» INSTRUCTIONS FOR THE TASK:
Copy each line of the entries that includes the word "Result".

» Saved data entries:

※

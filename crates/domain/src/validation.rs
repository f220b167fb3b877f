// Copyright (C) 2026 Fred Clausen
// Use of this source code is governed by an MIT-style
// license that can be found in the LICENSE file or at
// https://opensource.org/licenses/MIT.

use crate::error::DomainError;
use crate::types::{NewTrip, Passenger};
use std::collections::HashSet;
use time::OffsetDateTime;
use time::format_description::well_known::Rfc3339;

/// Minimum accepted passenger age.
pub const MIN_PASSENGER_AGE: u8 = 1;

/// Maximum accepted passenger age.
pub const MAX_PASSENGER_AGE: u8 = 120;

/// Validates the attributes of a trip before creation.
///
/// # Arguments
///
/// * `trip` - The trip attributes to validate
///
/// # Errors
///
/// Returns an error if:
/// - The name, bus type, origin, or destination is empty
/// - The total seat count is zero
/// - The departure time is not a valid RFC 3339 timestamp
pub fn validate_new_trip(trip: &NewTrip) -> Result<(), DomainError> {
    // Rule: name must not be empty
    if trip.name.trim().is_empty() {
        return Err(DomainError::InvalidTripName(String::from(
            "Name cannot be empty",
        )));
    }

    // Rule: bus type must not be empty
    if trip.bus_type.trim().is_empty() {
        return Err(DomainError::InvalidBusType(String::from(
            "Bus type cannot be empty",
        )));
    }

    // Rule: both route endpoints must be present
    if trip.origin.trim().is_empty() {
        return Err(DomainError::InvalidCity {
            which: "origin",
            reason: String::from("City cannot be empty"),
        });
    }
    if trip.destination.trim().is_empty() {
        return Err(DomainError::InvalidCity {
            which: "destination",
            reason: String::from("City cannot be empty"),
        });
    }

    // Rule: a trip must have at least one seat
    if trip.total_seats < 1 {
        return Err(DomainError::InvalidSeatCount {
            count: trip.total_seats,
        });
    }

    // Rule: departure time must parse as RFC 3339
    if let Err(e) = OffsetDateTime::parse(&trip.departs_at, &Rfc3339) {
        return Err(DomainError::InvalidDepartureTime {
            value: trip.departs_at.clone(),
            error: e.to_string(),
        });
    }

    Ok(())
}

/// Validates a single passenger record.
///
/// This checks field constraints only; matching passengers to seats
/// happens inside the reservation transaction where the seat rows are
/// authoritative.
///
/// # Arguments
///
/// * `passenger` - The passenger record to validate
///
/// # Errors
///
/// Returns an error if:
/// - The passenger name is empty
/// - The age is outside `[MIN_PASSENGER_AGE, MAX_PASSENGER_AGE]`
pub fn validate_passenger(passenger: &Passenger) -> Result<(), DomainError> {
    // Rule: name must not be empty
    if passenger.name.trim().is_empty() {
        return Err(DomainError::InvalidPassengerName(String::from(
            "Name cannot be empty",
        )));
    }

    // Rule: age must fall within the accepted range
    if !(MIN_PASSENGER_AGE..=MAX_PASSENGER_AGE).contains(&passenger.age) {
        return Err(DomainError::InvalidPassengerAge {
            age: passenger.age,
        });
    }

    Ok(())
}

/// Validates a full passenger list for one reservation.
///
/// Each record is validated individually, and seat numbers must be
/// unique across records.
///
/// # Arguments
///
/// * `passengers` - The passenger records to validate
///
/// # Errors
///
/// Returns an error if any record is invalid or two records claim the
/// same seat number.
pub fn validate_passengers(passengers: &[Passenger]) -> Result<(), DomainError> {
    let mut seen: HashSet<u32> = HashSet::with_capacity(passengers.len());

    for passenger in passengers {
        validate_passenger(passenger)?;

        // Rule: one passenger record per seat number
        if !seen.insert(passenger.seat_number) {
            return Err(DomainError::DuplicatePassengerSeat {
                seat_number: passenger.seat_number,
            });
        }
    }

    Ok(())
}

※

» TASK RESPONSE:
pub fn validate_new_trip(trip: &NewTrip) -> Result<(), DomainError> {
pub fn validate_passenger(passenger: &Passenger) -> Result<(), DomainError> {
pub fn validate_passengers(passengers: &[Passenger]) -> Result<(), DomainError> {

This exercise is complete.